Reproduce the entries below character for character.

Collected data entries:
-.-.-

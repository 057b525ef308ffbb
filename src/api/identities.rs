// SPDX-License-Identifier: AGPL-3.0-or-later
//
// Copyright (C) 2026 Relational Network

//! Username registry endpoints.

use std::str::FromStr;

use alloy::primitives::Address;
use axum::{
    extract::{Path, State},
    http::StatusCode,
    Json,
};
use tracing::info;

use super::ApiJson;
use crate::{
    error::{ApiError, ErrorBody},
    identity::{normalize_username, IdentityRecord},
    models::{Identity, RegisterIdentityRequest},
    state::AppState,
};

#[utoipa::path(
    get,
    path = "/v1/identities/{username}",
    params(
        ("username" = String, Path, description = "Username to look up (case-insensitive)")
    ),
    tag = "Identities",
    responses(
        (status = 200, body = Identity),
        (status = 404, body = ErrorBody)
    )
)]
pub async fn get_identity(
    Path(username): Path<String>,
    State(state): State<AppState>,
) -> Result<Json<Identity>, ApiError> {
    let username = normalize_username(&username);
    let record = state
        .identities()
        .find_by_username(&username)
        .await?
        .ok_or_else(|| {
            ApiError::not_found("No public key found for username").with_kind("IDENTITY_NOT_FOUND")
        })?;
    Ok(Json(record.into()))
}

#[utoipa::path(
    post,
    path = "/v1/identities",
    request_body = RegisterIdentityRequest,
    tag = "Identities",
    responses(
        (status = 201, body = Identity),
        (status = 400, body = ErrorBody),
        (status = 409, description = "Username already registered", body = ErrorBody),
        (status = 501, description = "Backend does not accept registrations", body = ErrorBody)
    )
)]
pub async fn register_identity(
    State(state): State<AppState>,
    ApiJson(request): ApiJson<RegisterIdentityRequest>,
) -> Result<(StatusCode, Json<Identity>), ApiError> {
    let username = normalize_username(&request.username);
    if username.is_empty() || username.contains('.') {
        return Err(ApiError::bad_request("Username must be a single non-empty label")
            .with_kind("INVALID_PARAMETER"));
    }
    let public_key = Address::from_str(request.public_key.trim()).map_err(|e| {
        ApiError::bad_request("Invalid public key")
            .with_kind("INVALID_PARAMETER")
            .with_details(e.to_string())
    })?;

    let record = IdentityRecord {
        username,
        public_key,
    };
    state.identities().register(record.clone()).await?;
    info!(username = %record.username, address = %record.public_key, "Registered identity");

    Ok((StatusCode::CREATED, Json(record.into())))
}

#[cfg(test)]
mod tests {
    use super::*;
    use crate::state::tests::test_state;

    fn request(username: &str) -> RegisterIdentityRequest {
        RegisterIdentityRequest {
            username: username.into(),
            public_key: "0xf39Fd6e51aad88F6F4ce6aB8827279cffFb92266".into(),
        }
    }

    #[tokio::test]
    async fn get_identity_is_case_insensitive() {
        let Json(identity) = get_identity(Path("Alice".into()), State(test_state()))
            .await
            .unwrap();
        assert_eq!(identity.username, "alice");
        assert_eq!(
            identity.public_key,
            "0x1111111111111111111111111111111111111111"
        );
    }

    #[tokio::test]
    async fn unknown_identity_is_not_found() {
        let err = get_identity(Path("bob".into()), State(test_state()))
            .await
            .unwrap_err();
        assert_eq!(err.status, StatusCode::NOT_FOUND);
    }

    #[tokio::test]
    async fn register_then_resolve() {
        let state = test_state();
        let (status, Json(created)) =
            register_identity(State(state.clone()), ApiJson(request("Bob")))
                .await
                .unwrap();
        assert_eq!(status, StatusCode::CREATED);
        assert_eq!(created.username, "bob");

        let Json(found) = get_identity(Path("bob".into()), State(state)).await.unwrap();
        assert_eq!(found, created);
    }

    #[tokio::test]
    async fn duplicate_registration_is_conflict() {
        let err = register_identity(State(test_state()), ApiJson(request("alice")))
            .await
            .unwrap_err();
        assert_eq!(err.status, StatusCode::CONFLICT);
    }

    #[tokio::test]
    async fn invalid_registrations_are_rejected() {
        let err = register_identity(State(test_state()), ApiJson(request("bob.eth")))
            .await
            .unwrap_err();
        assert_eq!(err.status, StatusCode::BAD_REQUEST);

        let mut bad_key = request("bob");
        bad_key.public_key = "0x1234".into();
        let err = register_identity(State(test_state()), ApiJson(bad_key))
            .await
            .unwrap_err();
        assert_eq!(err.status, StatusCode::BAD_REQUEST);
    }
}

-.-.-

Worked solution:
repository 057b525ef308ffbb
filename src/api/identities.rs
// SPDX-License-Identifier: AGPL-3.0-or-later
//
// Copyright (C) 2026 Relational Network

//! Username registry endpoints.

use std::str::FromStr;

use alloy::primitives::Address;
use axum::{
    extract::{Path, State},
    http::StatusCode,
    Json,
};
use tracing::info;

use super::ApiJson;
use crate::{
    error::{ApiError, ErrorBody},
    identity::{normalize_username, IdentityRecord},
    models::{Identity, RegisterIdentityRequest},
    state::AppState,
};

#[utoipa::path(
    get,
    path = "/v1/identities/{username}",
    params(
        ("username" = String, Path, description = "Username to look up (case-insensitive)")
    ),
    tag = "Identities",
    responses(
        (status = 200, body = Identity),
        (status = 404, body = ErrorBody)
    )
)]
pub async fn get_identity(
    Path(username): Path<String>,
    State(state): State<AppState>,
) -> Result<Json<Identity>, ApiError> {
    let username = normalize_username(&username);
    let record = state
        .identities()
        .find_by_username(&username)
        .await?
        .ok_or_else(|| {
            ApiError::not_found("No public key found for username").with_kind("IDENTITY_NOT_FOUND")
        })?;
    Ok(Json(record.into()))
}

#[utoipa::path(
    post,
    path = "/v1/identities",
    request_body = RegisterIdentityRequest,
    tag = "Identities",
    responses(
        (status = 201, body = Identity),
        (status = 400, body = ErrorBody),
        (status = 409, description = "Username already registered", body = ErrorBody),
        (status = 501, description = "Backend does not accept registrations", body = ErrorBody)
    )
)]
pub async fn register_identity(
    State(state): State<AppState>,
    ApiJson(request): ApiJson<RegisterIdentityRequest>,
) -> Result<(StatusCode, Json<Identity>), ApiError> {
    let username = normalize_username(&request.username);
    if username.is_empty() || username.contains('.') {
        return Err(ApiError::bad_request("Username must be a single non-empty label")
            .with_kind("INVALID_PARAMETER"));
    }
    let public_key = Address::from_str(request.public_key.trim()).map_err(|e| {
        ApiError::bad_request("Invalid public key")
            .with_kind("INVALID_PARAMETER")
            .with_details(e.to_string())
    })?;

    let record = IdentityRecord {
        username,
        public_key,
    };
    state.identities().register(record.clone()).await?;
    info!(username = %record.username, address = %record.public_key, "Registered identity");

    Ok((StatusCode::CREATED, Json(record.into())))
}

#[cfg(test)]
mod tests {
    use super::*;
    use crate::state::tests::test_state;

    fn request(username: &str) -> RegisterIdentityRequest {
        RegisterIdentityRequest {
            username: username.into(),
            public_key: "0xf39Fd6e51aad88F6F4ce6aB8827279cffFb92266".into(),
        }
    }

    #[tokio::test]
    async fn get_identity_is_case_insensitive() {
        let Json(identity) = get_identity(Path("Alice".into()), State(test_state()))
            .await
            .unwrap();
        assert_eq!(identity.username, "alice");
        assert_eq!(
            identity.public_key,
            "0x1111111111111111111111111111111111111111"
        );
    }

    #[tokio::test]
    async fn unknown_identity_is_not_found() {
        let err = get_identity(Path("bob".into()), State(test_state()))
            .await
            .unwrap_err();
        assert_eq!(err.status, StatusCode::NOT_FOUND);
    }

    #[tokio::test]
    async fn register_then_resolve() {
        let state = test_state();
        let (status, Json(created)) =
            register_identity(State(state.clone()), ApiJson(request("Bob")))
                .await
                .unwrap();
        assert_eq!(status, StatusCode::CREATED);
        assert_eq!(created.username, "bob");

        let Json(found) = get_identity(Path("bob".into()), State(state)).await.unwrap();
        assert_eq!(found, created);
    }

    #[tokio::test]
    async fn duplicate_registration_is_conflict() {
        let err = register_identity(State(test_state()), ApiJson(request("alice")))
            .await
            .unwrap_err();
        assert_eq!(err.status, StatusCode::CONFLICT);
    }

    #[tokio::test]
    async fn invalid_registrations_are_rejected() {
        let err = register_identity(State(test_state()), ApiJson(request("bob.eth")))
            .await
            .unwrap_err();
        assert_eq!(err.status, StatusCode::BAD_REQUEST);

        let mut bad_key = request("bob");
        bad_key.public_key = "0x1234".into();
        let err = register_identity(State(test_state()), ApiJson(bad_key))
            .await
            .unwrap_err();
        assert_eq!(err.status, StatusCode::BAD_REQUEST);
    }
}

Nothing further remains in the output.